Every year, coverage of NAHBS provides bicycle enthusiasts with an insight into the world of beautiful hand crafted frames and bicycles. The vast majority of which are some variation on the road/track/cyclocross/ or cargo design. The guys at Bicycle Fabrications, located in San Francisco, create something completely different. In a sphere dominated by lugged frames and custom wooden racks, Hank Matheson creates bikes meant to rail berms, pop lips, and float over the nastiest downhill descents.
The frame designs may not be traditional, and their suspension platforms may raise eyebrows, but they’re built to shred. Spend one day choking in Hanks dusty wake as he tests one of his prototype rigs, and you’ll understand my enthusiasm for his booth at NAHBS.
BikeRumor: What have you been working on since NAHBS last year?
This past year at Bicycle Fabrications we’ve been working on several different suspension bikes to meet different market segment needs. We’re currently working on a top secret bike which will utilize a revolutionary suspension design created by John Heim, our resident engineer. I can’t leak too many details because we’re still in the patent stages…

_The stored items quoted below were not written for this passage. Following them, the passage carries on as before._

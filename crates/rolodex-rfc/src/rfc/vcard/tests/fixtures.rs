//! RFC 6350 vCard test fixtures.
//!
//! Examples taken from RFC 6350 and common address book exports.

/// RFC 6350 §8 - Author's vCard example
pub const VCARD_AUTHOR: &str = "\
BEGIN:VCARD\r\n\
VERSION:4.0\r\n\
FN:Simon Perreault\r\n\
N:Perreault;Simon;;;ing. jr,M.Sc.\r\n\
BDAY:--0203\r\n\
ANNIVERSARY:20090808T1430-0500\r\n\
GENDER:M\r\n\
LANG;PREF=1:fr\r\n\
LANG;PREF=2:en\r\n\
ORG;TYPE=work:Viagenie\r\n\
ADR;TYPE=work:;Suite D2-630;2875 Laurier;\r\n\x20Quebec;QC;G1V 2M2;Canada\r\n\
TEL;VALUE=uri;TYPE=\"work,voice\";PREF=1:tel:+1-418-656-9254;ext=102\r\n\
TEL;VALUE=uri;TYPE=\"work,cell,voice,video,text\":tel:+1-418-262-6501\r\n\
EMAIL;TYPE=work:simon.perreault@viagenie.ca\r\n\
GEO;TYPE=work:geo:46.772673,-71.282945\r\n\
KEY;TYPE=work;VALUE=uri:\r\n\x20http://www.viagenie.ca/simon.perreault/simon.asc\r\n\
TZ:-0500\r\n\
URL;TYPE=home:http://nomis80.org\r\n\
END:VCARD\r\n";

/// Basic vCard 4.0
pub const VCARD_BASIC: &str = "\
BEGIN:VCARD\r\n\
VERSION:4.0\r\n\
FN:John Doe\r\n\
N:Doe;John;;;\r\n\
EMAIL:john.doe@example.com\r\n\
TEL:+1-555-555-5555\r\n\
END:VCARD\r\n";

/// vCard with a group and Apple-style labels
pub const VCARD_GROUPED: &str = "\
BEGIN:VCARD\r\n\
VERSION:4.0\r\n\
PRODID:-//Apple Inc.//iPhone OS 17.0//EN\r\n\
FN:Jane Appleseed\r\n\
item1.EMAIL;TYPE=internet,pref:jane@example.com\r\n\
item1.X-ABLabel:_$!<Other>!$_\r\n\
item2.URL:https://example.com\r\n\
item2.X-ABLabel:_$!<HomePage>!$_\r\n\
END:VCARD\r\n";

/// Group card listing members by UID
pub const VCARD_GROUP_KIND: &str = "\
BEGIN:VCARD\r\n\
VERSION:4.0\r\n\
KIND:group\r\n\
FN:The Doe family\r\n\
MEMBER:urn:uuid:03a0e51f-d1aa-4385-8a53-e29025acd8af\r\n\
MEMBER:urn:uuid:b8767877-b4a1-4c70-9acc-505d3819e519\r\n\
CLIENTPIDMAP:1;urn:uuid:3df403f4-5924-4bb7-b077-3c711d9eb34b\r\n\
UID:urn:uuid:4fbe8971-0bc3-424c-9c26-36c3e1eff6b1\r\n\
REV:19951031T222710Z\r\n\
END:VCARD\r\n";

/// Localized names sharing an ALTID
pub const VCARD_ALTID: &str = "\
BEGIN:VCARD\r\n\
VERSION:4.0\r\n\
FN;ALTID=1;LANGUAGE=ja:\u{4f50}\u{85e4}\u{6e05}\r\n\
TITLE;ALTID=1;LANGUAGE=ja:\u{90e8}\u{9577}\r\n\
TITLE;ALTID=1;LANGUAGE=en:Manager\r\n\
NOTE:Line one\\nLine two\\, continued\r\n\
END:VCARD\r\n";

BikeRumor: Any killer custom builds?
Yes, but unfortunately, they aren’t available to the public.
Over the past year we’ve been focusing on the future and perfecting our next generation of frames. The last 6 months have been dedicated to building and tweaking a new prototype DH bike, built specifically for John Heim, which we call the 7 up. This frame incorporates two mechanical interfaces to allow the axle to move vertically, and horizontally, independently of each other.
Technically, we began walking down this path nearly two years ago. At that time, the mainstay of our lineup was the SWD racing bike. This was (and is) a great bike, but the main disadvantage was its weight. In order to drop weight, I set about redesigning and testing a lighter swing arm, and in the process my riding style changed. As I became more comfortable and aggressive on the bike, leaning way over the front to initiate turns, I decided I wanted to play with different pivot locations.

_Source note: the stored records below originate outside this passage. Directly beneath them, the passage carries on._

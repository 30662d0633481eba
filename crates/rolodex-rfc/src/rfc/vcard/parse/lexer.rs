//! vCard lexer for line unfolding and content line parsing.
//!
//! Content line grammar (RFC 6350 §3.3):
//!
//! ```text
//! contentline = [group "."] name *(";" param) ":" value CRLF
//! ```

use std::borrow::Cow;

use super::error::LexError;
use crate::rfc::vcard::core::RawParameter;

const CRLF: &str = "\r\n";

/// Key a bare `;token` parameter is filed under.
const BARE_PARAM_KEY: &str = "type";

/// A parsed content line before value interpretation.
#[derive(Debug, Clone, PartialEq, Eq)]
pub struct ContentLine {
    /// Property group (e.g., "item1" in "item1.TEL").
    pub group: Option<String>,
    /// Property name (uppercase).
    pub name: String,
    /// Parameters in order of first appearance.
    pub params: Vec<RawParameter>,
    /// Raw, still-escaped value string.
    pub value: String,
}

impl ContentLine {
    /// Returns every value of every parameter named `key`, ignoring case.
    pub fn param_values<'a>(&'a self, key: &'a str) -> impl Iterator<Item = &'a str> {
        self.params
            .iter()
            .filter(move |p| p.is_named(key))
            .flat_map(|p| p.values.iter().map(String::as_str))
    }
}

/// Unfolds a vCard document.
///
/// Every CRLF followed by a single space or tab is removed, then blank and
/// whitespace-only lines are dropped. The result holds one logical line per
/// CRLF-separated line. Unfolding unfolded text changes nothing.
#[must_use]
pub fn unfold(input: &str) -> String {
    let mut spliced = String::with_capacity(input.len());
    let mut rest = input;

    while let Some(pos) = rest.find(CRLF) {
        let after = &rest[pos + CRLF.len()..];
        if after.starts_with([' ', '\t']) {
            // Continuation: drop CRLF and the single folding character
            spliced.push_str(&rest[..pos]);
            rest = &after[1..];
        } else {
            spliced.push_str(&rest[..pos + CRLF.len()]);
            rest = after;
        }
    }
    spliced.push_str(rest);

    spliced
        .split(CRLF)
        .filter(|line| !line.trim().is_empty())
        .collect::<Vec<_>>()
        .join(CRLF)
}

/// Rewrites bare LF line endings as CRLF, leaving existing CRLFs alone.
#[must_use]
pub fn normalize_line_endings(input: &str) -> Cow<'_, str> {
    if !input.contains('\n') {
        return Cow::Borrowed(input);
    }

    let mut result = String::with_capacity(input.len() + input.len() / 32);
    let mut prev = None;
    for c in input.chars() {
        if c == '\n' && prev != Some('\r') {
            result.push('\r');
        }
        result.push(c);
        prev = Some(c);
    }
    Cow::Owned(result)
}

/// Lexes a vCard document into content lines.
///
/// This enforces no semantics: missing properties or invalid values are
/// left for the parser.
///
/// ## Errors
/// Returns a [`LexError`] for the first line that does not match the
/// content-line grammar.
#[tracing::instrument(skip(input), fields(input_len = input.len()))]
pub fn lex(input: &str) -> Result<Vec<ContentLine>, LexError> {
    let unfolded = unfold(input);
    if unfolded.is_empty() {
        return Ok(Vec::new());
    }

    let lines = unfolded
        .split(CRLF)
        .enumerate()
        .map(|(idx, line)| parse_content_line(line, idx + 1))
        .collect::<Result<Vec<_>, _>>()?;

    tracing::trace!(count = lines.len(), "Lexed content lines");

    Ok(lines)
}

/// Parses a single unfolded content line into its components.
///
/// ## Errors
/// Returns an error if the line has no value separator, or its group or
/// name contains characters outside `[A-Za-z0-9-]`.
pub fn parse_content_line(line: &str, line_num: usize) -> Result<ContentLine, LexError> {
    let colon_pos = find_value_separator(line)
        .ok_or_else(|| LexError::new(line_num, "missing ':' separator"))?;

    let head = &line[..colon_pos];
    let value = &line[colon_pos + 1..];

    let (name_part, params_str) = match head.split_once(';') {
        Some((name_part, params_str)) => (name_part, Some(params_str)),
        None => (head, None),
    };

    let (group, name) = match name_part.split_once('.') {
        Some((group, name)) => (Some(group), name),
        None => (None, name_part),
    };

    if let Some(group) = group.filter(|g| !is_token(g)) {
        return Err(LexError::new(line_num, format!("invalid group: {group}")));
    }
    if !is_token(name) {
        return Err(LexError::new(
            line_num,
            format!("invalid property name: {name}"),
        ));
    }

    let params = params_str.map(parse_parameters).unwrap_or_default();

    Ok(ContentLine {
        group: group.map(String::from),
        name: name.to_ascii_uppercase(),
        params,
        value: value.to_string(),
    })
}

/// Returns whether `s` is a non-empty run of `[A-Za-z0-9-]`.
fn is_token(s: &str) -> bool {
    !s.is_empty() && s.chars().all(|c| c.is_ascii_alphanumeric() || c == '-')
}

/// Finds the colon that separates name/params from value.
///
/// Colons inside double-quoted parameter values do not count.
fn find_value_separator(line: &str) -> Option<usize> {
    let mut quotes = Quotes::default();
    line.char_indices()
        .find(|&(_, c)| quotes.outside(c) && c == ':')
        .map(|(i, _)| i)
}

/// Splits `s` on `sep` wherever it is not inside a double-quoted value.
fn split_unquoted(s: &str, sep: char) -> Vec<&str> {
    let mut parts = Vec::new();
    let mut quotes = Quotes::default();
    let mut start = 0;

    for (i, c) in s.char_indices() {
        if quotes.outside(c) && c == sep {
            parts.push(&s[start..i]);
            start = i + c.len_utf8();
        }
    }
    parts.push(&s[start..]);
    parts
}

/// Double-quote tracking for the parameter segment.
///
/// A quote opens a quoted value only directly after `=` or `,`; anywhere
/// else it is an ordinary character.
#[derive(Default)]
struct Quotes {
    open: bool,
    prev: Option<char>,
}

impl Quotes {
    /// Feeds the next character; returns whether it lies outside quotes.
    fn outside(&mut self, c: char) -> bool {
        let was_open = self.open;
        if c == '"' {
            if self.open {
                self.open = false;
            } else if matches!(self.prev, Some('=' | ',')) {
                self.open = true;
            }
        }
        self.prev = Some(c);
        !was_open && !self.open
    }
}

/// Tokenizes the parameter segment (everything between the name and the
/// value separator, without the leading `;`).
fn parse_parameters(s: &str) -> Vec<RawParameter> {
    let mut params: Vec<RawParameter> = Vec::new();

    for entry in split_unquoted(s, ';') {
        if entry.is_empty() {
            continue;
        }

        // Not RFC 6350 §5.6 compliant: a bare token is read as a TYPE value.
        let (key, value) = entry.split_once('=').unwrap_or((BARE_PARAM_KEY, entry));

        if key.eq_ignore_ascii_case("type") {
            // Not RFC compliant either: quotes are only stripped from a
            // list, so `TYPE="home"` keeps its quotes.
            let list = strip_quotes(value).filter(|inner| inner.contains(',')).unwrap_or(value);
            for piece in list.split(',') {
                append_param(&mut params, key, piece.to_ascii_lowercase());
            }
        } else {
            append_param(&mut params, key, value.to_string());
        }
    }

    params
}

fn strip_quotes(value: &str) -> Option<&str> {
    value
        .strip_prefix('"')
        .and_then(|inner| inner.strip_suffix('"'))
}

fn append_param(params: &mut Vec<RawParameter>, key: &str, value: String) {
    if let Some(param) = params.iter_mut().find(|p| p.name == key) {
        param.values.push(value);
    } else {
        params.push(RawParameter {
            name: key.to_string(),
            values: vec![value],
        });
    }
}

With the Candy man, I’ve pulled the pivot back 3’, and changed the tube set. This bike is nearly 2 lbs (without shock) lighter than our previous DH bike. My dream, once our new prototype is ready for production, is to drop the frame weight to about 6-7 lbs, without shock, by using stainless steel. This should also increase the rigidity of the frame by three fold.
BikeRumor: Did you see anything last year that’s inspired you?
Last year, I saw a lot of amazing bikes, but the bike that really attracted my attention was a track frame created by Shin Ichi Konno. I was very impressed by his level of craftsmanship.
BikeRumor: Can you give us a teaser of what you’re bringing to NAHBS 2012?
This year at NAHBS I’ll be focusing on a new 4″ travel bike called the Pocket Rocket. I wanted to develop a slopestyle bike which had the traction and cornering abilities of a suspension design, but didn’t compromise the gate start ability of a hardtail. We eventually settled on a unified rear triangle (URT) suspension, although along the way, we considered a myriad of options, including a softail. The URT platform, which has fallen out of favor with major manufactures in recent years, provides amazing power transfer and has efficient peddling characteristics. This is because the bottom bracket is placed inside the swing arm. As a result of the bb placement, there is no chain growth, and you can run this frame as a single speed without the use of a chain tensioner.
We’re really proud of this little bike. It’s an extremely versatile frame, constructed entirely of 4130 chromoly, and weighs roughly 7.5 lbs with shock (that’s nearly ¾ lb less than the Black Market Killswitch).
BikeRumor: If you had to race all the other builders, who would you want to inch out for the win right at the line?
Without a doubt, I’d want to beat Doc from Super Co in a down hill race!